April closed with the kind of stretch that tends to put retirement portfolios in a relaxed mood. The S&P 500 had its best month since 2020. Every sector advanced on the final day. Apple, Caterpillar, and Eli Lilly each set records that get celebrated on the front page. It is the kind of month that, in retrospect, looks easy.

It is worth pausing on the data quietly underneath. Q1 GDP came in below consensus. The Fed's preferred inflation gauge ticked up to its highest level since January 2024. California gas crossed $6 a gallon. The macro is still doing the unglamorous work of reminding everyone that "growth slowing while inflation holds" is the textbook setup for a longer Fed hold.

For long-term savers, the practical lesson of an April like this is that records do not change the rules. A retirement portfolio still needs the same things it needed at the start of the month. Diversification across stocks, bonds, cash, and a measured allocation to real assets. Regular rebalancing. Enough liquidity that a bad month does not force a bad decision.

The discipline this week is to read the data and the rally honestly side by side.
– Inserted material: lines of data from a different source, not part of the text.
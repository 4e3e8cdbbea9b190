//! Request boundary error types

use axum::{
    http::StatusCode,
    response::{IntoResponse, Response},
    Json,
};
use serde_json::json;

/// Errors surfaced by the HTTP boundary
///
/// A hard-blocked batch is not an error; it is a normal refusal response.
#[derive(Debug, thiserror::Error)]
pub enum ApiError {
    /// Body failed to parse or validate
    #[error("Invalid request body: {0}")]
    InvalidRequest(String),

    /// The generator failed or returned unusable output
    #[error("Generator error: {0}")]
    Generator(String),
}

impl ApiError {
    pub fn status(&self) -> StatusCode {
        match self {
            ApiError::InvalidRequest(_) => StatusCode::BAD_REQUEST,
            ApiError::Generator(_) => StatusCode::INTERNAL_SERVER_ERROR,
        }
    }
}

impl IntoResponse for ApiError {
    fn into_response(self) -> Response {
        let body = match &self {
            ApiError::InvalidRequest(details) => json!({
                "error": "Invalid request body.",
                "details": details,
            }),
            ApiError::Generator(message) => {
                tracing::error!("Generator failed: {}", message);
                json!({
                    "error": "Server error while generating command.",
                    "message": message,
                })
            }
        };
        (self.status(), Json(body)).into_response()
    }
}
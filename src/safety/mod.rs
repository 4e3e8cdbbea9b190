//! Command Safety Module
//!
//! Policy engine deciding whether generated shell commands are safe, need
//! confirmation, or must be refused.
//!
//! Low risk (shown and runnable):
//! - Listing, viewing and searching files
//! - Read-only git inspection
//!
//! Needs confirmation (Medium/High):
//! - Deleting, moving or overwriting files
//! - Privilege escalation, permission changes
//! - Anything not recognisably read-only
//!
//! Refused (hard block):
//! - Formatting or overwriting disks, deleting `/`
//! - Fork bombs, piping downloads into a shell
//!
//! The flow is two explicit stages: raw generator output goes through the
//! `Sanitizer`, which asks the `RiskClassifier` for an `Assessment`, and only
//! the resulting `SanitizedResult` may be shown to a user.

pub mod classifier;
pub mod risk;
pub mod rules;
pub mod sanitizer;

#[cfg(test)]
mod proptests;

pub use classifier::{Assessment, RiskClassifier, DRY_RUN_ADVISORY, NOT_READ_ONLY_REASON};
pub use risk::{RiskLevel, RuleCategory};
pub use rules::{CatalogError, Rule, RuleCatalog, RuleSpec};
pub use sanitizer::{CandidateResult, SanitizedResult, Sanitizer};
//! Response shaping for sanitized generator output
//!
//! A blocked batch becomes a refusal: no commands, no explanations, risk
//! forced to High and the matched reasons attached. Anything else is returned
//! with the recomputed risk and the full assessment for the client to render.

use axum::{
    http::StatusCode,
    response::{IntoResponse, Response},
    Json,
};
use serde::Serialize;

use super::generator::GeneratorOutput;
use crate::safety::{Assessment, RiskLevel, Sanitizer};

pub const BLOCKED_MESSAGE: &str = "Blocked potentially dangerous command generation.";

/// Refusal for a hard-blocked batch
#[derive(Debug, Clone, PartialEq, Eq, Serialize)]
#[serde(rename_all = "camelCase")]
pub struct BlockedResponse {
    pub error: String,
    pub blocked: bool,
    pub reasons: Vec<String>,
    pub commands: Vec<String>,
    pub explanations: Vec<String>,
    pub risk_level: RiskLevel,
    pub needs_confirmation: bool,
    pub assumptions: Vec<String>,
    pub dry_run_commands: Vec<String>,
}

/// Generator output with the authoritative verdict
#[derive(Debug, Clone, PartialEq, Eq, Serialize)]
#[serde(rename_all = "camelCase")]
pub struct AssessedResponse {
    pub commands: Vec<String>,
    pub explanations: Vec<String>,
    pub risk_level: RiskLevel,
    pub needs_confirmation: bool,
    pub assumptions: Vec<String>,
    pub dry_run_commands: Vec<String>,
    pub safety: Assessment,
}

/// What the boundary sends back for one generation
#[derive(Debug, Clone, PartialEq, Eq, Serialize)]
#[serde(untagged)]
pub enum BoundaryResponse {
    Blocked(BlockedResponse),
    Assessed(AssessedResponse),
}

impl BoundaryResponse {
    /// Repair, sanitize and shape generator output
    pub fn from_output(output: GeneratorOutput, sanitizer: &Sanitizer) -> Self {
        let output = output.repair();
        let sanitized = sanitizer.sanitize(output.candidate());

        if sanitized.is_blocked() {
            // The sanitizer already reports a refusal as High
            let risk_level = sanitized.risk_level();
            let needs_confirmation = sanitized.needs_confirmation();
            return BoundaryResponse::Blocked(BlockedResponse {
                error: BLOCKED_MESSAGE.to_string(),
                blocked: true,
                reasons: sanitized.into_safety().reasons,
                commands: Vec::new(),
                explanations: Vec::new(),
                risk_level,
                needs_confirmation,
                assumptions: output.assumptions,
                dry_run_commands: Vec::new(),
            });
        }

        BoundaryResponse::Assessed(AssessedResponse {
            commands: output.commands,
            explanations: output.explanations,
            risk_level: sanitized.risk_level(),
            needs_confirmation: sanitized.needs_confirmation(),
            assumptions: output.assumptions,
            dry_run_commands: output.dry_run_commands,
            safety: sanitized.into_safety(),
        })
    }

    pub fn is_blocked(&self) -> bool {
        matches!(self, BoundaryResponse::Blocked(_))
    }

    pub fn status(&self) -> StatusCode {
        match self {
            BoundaryResponse::Blocked(_) => StatusCode::BAD_REQUEST,
            BoundaryResponse::Assessed(_) => StatusCode::OK,
        }
    }
}

impl IntoResponse for BoundaryResponse {
    fn into_response(self) -> Response {
        (self.status(), Json(self)).into_response()
    }
}
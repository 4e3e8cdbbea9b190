//! Generator collaborator types
//!
//! The LLM that turns a task into shell commands lives outside this crate.
//! It plugs in through `CommandGenerator`; whatever it returns is treated as
//! untrusted and goes through repair and sanitization before anyone sees it.

use async_trait::async_trait;
use serde::{Deserialize, Serialize};
use std::fmt;

use crate::safety::{CandidateResult, RiskLevel};

/// Placeholder used when the generator returns fewer explanations than commands
pub const EXPLANATION_PLACEHOLDER: &str = "Explanation not provided.";

/// Target operating system for generated commands
#[derive(Debug, Clone, Copy, Default, PartialEq, Eq, Serialize, Deserialize)]
#[serde(rename_all = "lowercase")]
pub enum TargetOs {
    Linux,
    Macos,
    #[default]
    Wsl,
}

impl fmt::Display for TargetOs {
    fn fmt(&self, f: &mut fmt::Formatter<'_>) -> fmt::Result {
        match self {
            TargetOs::Linux => write!(f, "linux"),
            TargetOs::Macos => write!(f, "macos"),
            TargetOs::Wsl => write!(f, "wsl"),
        }
    }
}

/// Body of `POST /api/generate`
#[derive(Debug, Clone, PartialEq, Eq, Serialize, Deserialize)]
pub struct GenerateRequest {
    /// Natural-language task
    pub input: String,
    /// Defaults to WSL when absent
    #[serde(default)]
    pub os: Option<TargetOs>,
}

impl GenerateRequest {
    pub fn target_os(&self) -> TargetOs {
        self.os.unwrap_or_default()
    }

    pub fn validate(&self) -> Result<(), String> {
        if self.input.trim().is_empty() {
            return Err("input is required".to_string());
        }
        Ok(())
    }
}

/// Raw generator output
#[derive(Debug, Clone, Default, PartialEq, Eq, Serialize, Deserialize)]
#[serde(rename_all = "camelCase")]
pub struct GeneratorOutput {
    pub commands: Vec<String>,
    #[serde(default)]
    pub explanations: Vec<String>,
    /// Self-reported; never shown or used for gating
    #[serde(default)]
    pub risk_level: RiskLevel,
    /// Self-reported; never shown or used for gating
    #[serde(default)]
    pub needs_confirmation: bool,
    #[serde(default)]
    pub assumptions: Vec<String>,
    #[serde(default)]
    pub dry_run_commands: Vec<String>,
}

impl GeneratorOutput {
    /// Reject output with nothing to classify
    pub fn validate(&self) -> Result<(), String> {
        if self.commands.is_empty() {
            return Err("commands must contain at least one entry".to_string());
        }
        Ok(())
    }

    /// Make explanations line up one-to-one with commands
    ///
    /// Missing explanations are padded with a placeholder and extras are
    /// dropped. Commands are never touched, so repair cannot change what
    /// gets classified.
    pub fn repair(mut self) -> Self {
        let commands = self.commands.len();
        if self.explanations.len() != commands {
            tracing::debug!(
                "Repairing explanations: {} for {} commands",
                self.explanations.len(),
                commands
            );
            self.explanations
                .resize(commands, EXPLANATION_PLACEHOLDER.to_string());
        }
        self
    }

    /// The fields the classifier consumes
    pub fn candidate(&self) -> CandidateResult {
        CandidateResult {
            commands: self.commands.clone(),
            dry_run_commands: self.dry_run_commands.clone(),
            risk_level: self.risk_level,
            needs_confirmation: self.needs_confirmation,
        }
    }
}

/// Natural-language-to-shell generator
#[async_trait]
pub trait CommandGenerator: Send + Sync {
    async fn generate(&self, request: &GenerateRequest) -> anyhow::Result<GeneratorOutput>;
}
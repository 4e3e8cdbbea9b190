//! Rule Catalog
//!
//! Rules are data: a `(category, name, pattern, reason)` tuple compiled into a
//! case-insensitive regex. The built-in table below is the canonical policy;
//! deployments may append their own rules from config.
//!
//! # Reconciled scoring rules
//!
//! The rows after the core HighRisk and MediumRisk entries (`power`,
//! `block-device`, `fsck`, `chgrp`, `system-path-write`, `remote-copy`,
//! `command-chain`) carry the signals of the older additive point-scoring
//! heuristic as named, explainable rules.

use regex::{Regex, RegexBuilder};
use serde::{Deserialize, Serialize};
use std::collections::HashSet;

use super::risk::RuleCategory;

/// Error types for building a rule catalog
#[derive(Debug, thiserror::Error)]
pub enum CatalogError {
    #[error("Rule '{name}' has an invalid pattern: {source}")]
    InvalidPattern {
        name: String,
        #[source]
        source: regex::Error,
    },

    #[error("Rule '{0}' has an empty pattern")]
    EmptyPattern(String),

    #[error("Rule '{0}' has an empty reason")]
    EmptyReason(String),

    #[error("Rule name '{0}' is defined more than once")]
    DuplicateName(String),
}

/// Uncompiled rule definition, as written in the built-in table or config
#[derive(Debug, Clone, PartialEq, Eq, Serialize, Deserialize)]
pub struct RuleSpec {
    /// Category the rule is evaluated in
    pub category: RuleCategory,
    /// Short unique identifier
    pub name: String,
    /// Regex source; read-only hints are anchored automatically
    pub pattern: String,
    /// Human-readable reason reported when the rule matches
    #[serde(default)]
    pub reason: String,
}

impl RuleSpec {
    pub fn new(category: RuleCategory, name: &str, pattern: &str, reason: &str) -> Self {
        Self {
            category,
            name: name.to_string(),
            pattern: pattern.to_string(),
            reason: reason.to_string(),
        }
    }
}

const BUILTIN_RULES: &[(RuleCategory, &str, &str, &str)] = &[
    // Hard blocks: never surfaced, even with confirmation
    (
        RuleCategory::HardBlock,
        "root-delete",
        // Any recursive flag, then `/`, `/*` or a quoted form of either
        concat!(
            r"\brm\s+(?:-{1,2}[\w-]+\s+)*(?:-[a-z]*r[a-z]*|--recursive)\s+",
            r#"(?:-{1,2}[\w-]+\s+)*["']?/\*?["']?(?:$|[\s;&|])"#,
        ),
        "Refuses deleting the root directory.",
    ),
    (
        RuleCategory::HardBlock,
        "mkfs",
        r"\bmkfs(?:\.\w+)?\b",
        "Refuses filesystem formatting commands.",
    ),
    (
        RuleCategory::HardBlock,
        "dd-overwrite",
        r"\bdd\s+if=",
        "Refuses raw disk overwrite commands (dd).",
    ),
    (
        RuleCategory::HardBlock,
        "fork-bomb",
        r":\(\)\s*\{\s*:\s*\|\s*:\s*&\s*\}\s*;\s*:",
        "Refuses fork bomb.",
    ),
    (
        RuleCategory::HardBlock,
        "curl-pipe-shell",
        r"\bcurl\b.*\|\s*(?:sh|bash)\b",
        "Refuses piping remote scripts to a shell.",
    ),
    (
        RuleCategory::HardBlock,
        "wget-pipe-shell",
        r"\bwget\b.*\|\s*(?:sh|bash)\b",
        "Refuses piping remote scripts to a shell.",
    ),
    // High risk
    (RuleCategory::HighRisk, "sudo", r"\bsudo\b", "Uses sudo."),
    (RuleCategory::HighRisk, "rm", r"\brm\b", "Deletes files."),
    (RuleCategory::HighRisk, "chown", r"\bchown\b", "Changes file ownership."),
    (RuleCategory::HighRisk, "chmod", r"\bchmod\b", "Changes file permissions."),
    (RuleCategory::HighRisk, "mv", r"\bmv\b", "Moves/overwrites files."),
    // `2>&1` duplicates a descriptor and is not a file write
    (
        RuleCategory::HighRisk,
        "redirect",
        r">>?\s*[^\s&|>]",
        "Overwrites file contents via redirection.",
    ),
    (RuleCategory::HighRisk, "tee-etc", r"\btee\b.*/etc/", "Writes into /etc."),
    (
        RuleCategory::HighRisk,
        "power",
        r"\b(?:shutdown|reboot|halt|poweroff)\b",
        "Shuts down or reboots the machine.",
    ),
    (
        RuleCategory::HighRisk,
        "block-device",
        r"/dev/(?:sd[a-z]|hd[a-z]|nvme\d|mmcblk\d|disk\d)",
        "Targets a raw block device.",
    ),
    (
        RuleCategory::HighRisk,
        "fsck",
        r"\bfsck(?:\.\w+)?\b",
        "Checks or repairs a filesystem.",
    ),
    (RuleCategory::HighRisk, "chgrp", r"\bchgrp\b", "Changes file group ownership."),
    (
        RuleCategory::HighRisk,
        "system-path-write",
        r"(?:>>?\s*|\b(?:cp|mv|tee|ln|install)\b.*\s)/(?:etc|root|boot|sys|proc)\b",
        "Writes into a system directory.",
    ),
    // Medium risk
    (
        RuleCategory::MediumRisk,
        "sed-in-place",
        r"\bsed\b.*\s-i\b",
        "In-place edits with sed.",
    ),
    (RuleCategory::MediumRisk, "truncate", r"\btruncate\b", "Truncates files."),
    (
        RuleCategory::MediumRisk,
        "tar-delete",
        r"\btar\b.*\s--delete\b",
        "Deletes entries from an archive.",
    ),
    (
        RuleCategory::MediumRisk,
        "remote-copy",
        r"\b(?:rsync|scp)\b",
        "Copies files to or from another location.",
    ),
    (
        RuleCategory::MediumRisk,
        "command-chain",
        r"(?:[|&;].*){4}",
        "Chains several commands together.",
    ),
    // Read-only hints, anchored at the start of the command
    (
        RuleCategory::ReadOnlyHint,
        "basic-info",
        r"(?:ls|pwd|whoami|id|date|uname)\b",
        "Lists files or reports identity and system information.",
    ),
    (
        RuleCategory::ReadOnlyHint,
        "file-view",
        r"(?:cat|head|tail|less|more)\b",
        "Prints file contents.",
    ),
    (
        RuleCategory::ReadOnlyHint,
        "search",
        r"(?:grep|rg|find)\b",
        "Searches files.",
    ),
    (
        RuleCategory::ReadOnlyHint,
        "system-stats",
        r"(?:du|df|ps|top|htop)\b",
        "Reports disk and process usage.",
    ),
    (
        RuleCategory::ReadOnlyHint,
        "git-read",
        r"git\s+(?:status|log|diff|show)\b",
        "Inspects git history or working tree.",
    ),
];

/// A compiled, immutable policy rule
#[derive(Debug, Clone)]
pub struct Rule {
    name: String,
    category: RuleCategory,
    pattern: Regex,
    reason: String,
}

impl Rule {
    /// Compile a rule definition
    ///
    /// Patterns are case-insensitive. Read-only hints are anchored at the
    /// start of the command (after optional whitespace).
    pub fn compile(spec: &RuleSpec) -> Result<Self, CatalogError> {
        if spec.pattern.trim().is_empty() {
            return Err(CatalogError::EmptyPattern(spec.name.clone()));
        }
        if spec.reason.trim().is_empty() && spec.category != RuleCategory::ReadOnlyHint {
            return Err(CatalogError::EmptyReason(spec.name.clone()));
        }

        let source = match spec.category {
            RuleCategory::ReadOnlyHint if !spec.pattern.starts_with('^') => {
                format!(r"^\s*(?:{})", spec.pattern)
            }
            _ => spec.pattern.clone(),
        };

        let pattern = RegexBuilder::new(&source)
            .case_insensitive(true)
            .build()
            .map_err(|source| CatalogError::InvalidPattern {
                name: spec.name.clone(),
                source,
            })?;

        Ok(Self {
            name: spec.name.clone(),
            category: spec.category,
            pattern,
            reason: spec.reason.clone(),
        })
    }

    pub fn name(&self) -> &str {
        &self.name
    }

    pub fn category(&self) -> RuleCategory {
        self.category
    }

    pub fn reason(&self) -> &str {
        &self.reason
    }

    /// Compiled pattern source, including any anchoring
    pub fn pattern(&self) -> &str {
        self.pattern.as_str()
    }

    /// Test the rule against an already-trimmed command
    pub fn is_match(&self, command: &str) -> bool {
        self.pattern.is_match(command)
    }
}

/// Immutable set of rules grouped by category
///
/// Built once at startup and owned by the classifier. Cloning is cheap
/// enough for tests that need a variant catalog.
#[derive(Debug, Clone, Default)]
pub struct RuleCatalog {
    hard_block: Vec<Rule>,
    high_risk: Vec<Rule>,
    medium_risk: Vec<Rule>,
    read_only_hints: Vec<Rule>,
}

impl RuleCatalog {
    /// Catalog with no rules; every non-empty command falls back to Medium
    pub fn empty() -> Self {
        Self::default()
    }

    /// Compile the built-in policy
    ///
    /// # Errors
    ///
    /// Returns `CatalogError` if a built-in pattern fails to compile. This is
    /// a startup failure, never a per-request one.
    pub fn builtin() -> Result<Self, CatalogError> {
        Self::from_specs(Self::builtin_specs())
    }

    /// The built-in rule definitions, uncompiled
    pub fn builtin_specs() -> Vec<RuleSpec> {
        BUILTIN_RULES
            .iter()
            .map(|(category, name, pattern, reason)| {
                RuleSpec::new(*category, name, pattern, reason)
            })
            .collect()
    }

    /// Compile a catalog from rule definitions
    pub fn from_specs<I>(specs: I) -> Result<Self, CatalogError>
    where
        I: IntoIterator<Item = RuleSpec>,
    {
        let mut catalog = Self::empty();
        catalog.extend(specs)?;
        Ok(catalog)
    }

    /// Append more rule definitions, keeping names unique
    pub fn extend<I>(&mut self, specs: I) -> Result<(), CatalogError>
    where
        I: IntoIterator<Item = RuleSpec>,
    {
        let mut names: HashSet<String> = self.iter().map(|r| r.name().to_string()).collect();

        for spec in specs {
            if !names.insert(spec.name.clone()) {
                return Err(CatalogError::DuplicateName(spec.name));
            }
            let rule = Rule::compile(&spec)?;
            self.bucket_mut(rule.category()).push(rule);
        }

        Ok(())
    }

    /// Rules of one category, in declaration order
    pub fn rules(&self, category: RuleCategory) -> &[Rule] {
        match category {
            RuleCategory::HardBlock => &self.hard_block,
            RuleCategory::HighRisk => &self.high_risk,
            RuleCategory::MediumRisk => &self.medium_risk,
            RuleCategory::ReadOnlyHint => &self.read_only_hints,
        }
    }

    /// All rules, in evaluation order
    pub fn iter(&self) -> impl Iterator<Item = &Rule> {
        RuleCategory::ALL
            .into_iter()
            .flat_map(move |category| self.rules(category).iter())
    }

    /// Look up a rule by name
    pub fn get(&self, name: &str) -> Option<&Rule> {
        self.iter().find(|rule| rule.name() == name)
    }

    pub fn len(&self) -> usize {
        self.hard_block.len()
            + self.high_risk.len()
            + self.medium_risk.len()
            + self.read_only_hints.len()
    }

    pub fn is_empty(&self) -> bool {
        self.len() == 0
    }

    fn bucket_mut(&mut self, category: RuleCategory) -> &mut Vec<Rule> {
        match category {
            RuleCategory::HardBlock => &mut self.hard_block,
            RuleCategory::HighRisk => &mut self.high_risk,
            RuleCategory::MediumRisk => &mut self.medium_risk,
            RuleCategory::ReadOnlyHint => &mut self.read_only_hints,
        }
    }
}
Markets rallied because earnings are doing real work, not because inflation is fixed. The two truths will keep coexisting for a while, and the portfolios that ride that out best are the ones that were already built to.

On the topic of rule changes, there's one piece of recent legislation that retirement planners are still working through, and the Wall Street Journal's framing of it is worth pausing on.

Headline Hunt

  • Initial jobless claims fell to 189,000 last week, the lowest weekly reading since 1969, signaling continued labor-market tightness.
  • California gasoline prices crossed $6.01 per gallon, a 30% increase since the war began in February and the highest level since October 2023.
  • Powell's term as Fed Chair officially ends May 15, capping eight years that produced the third-best stock market performance under any Fed chair in history.
  • The ECB held rates Thursday but Lagarde said policymakers discussed a hike "at length" with eurozone inflation at 3%, and markets are now pricing three hikes over the next year.
  • USD/JPY crossed 160 before sharp selling that was widely attributed to a Bank of Japan intervention, the second BoJ intervention candle this cycle.
  • Ford beat Q1 estimates but shares fell more than 3% as investors focused on one-time gains and continued EV unit losses.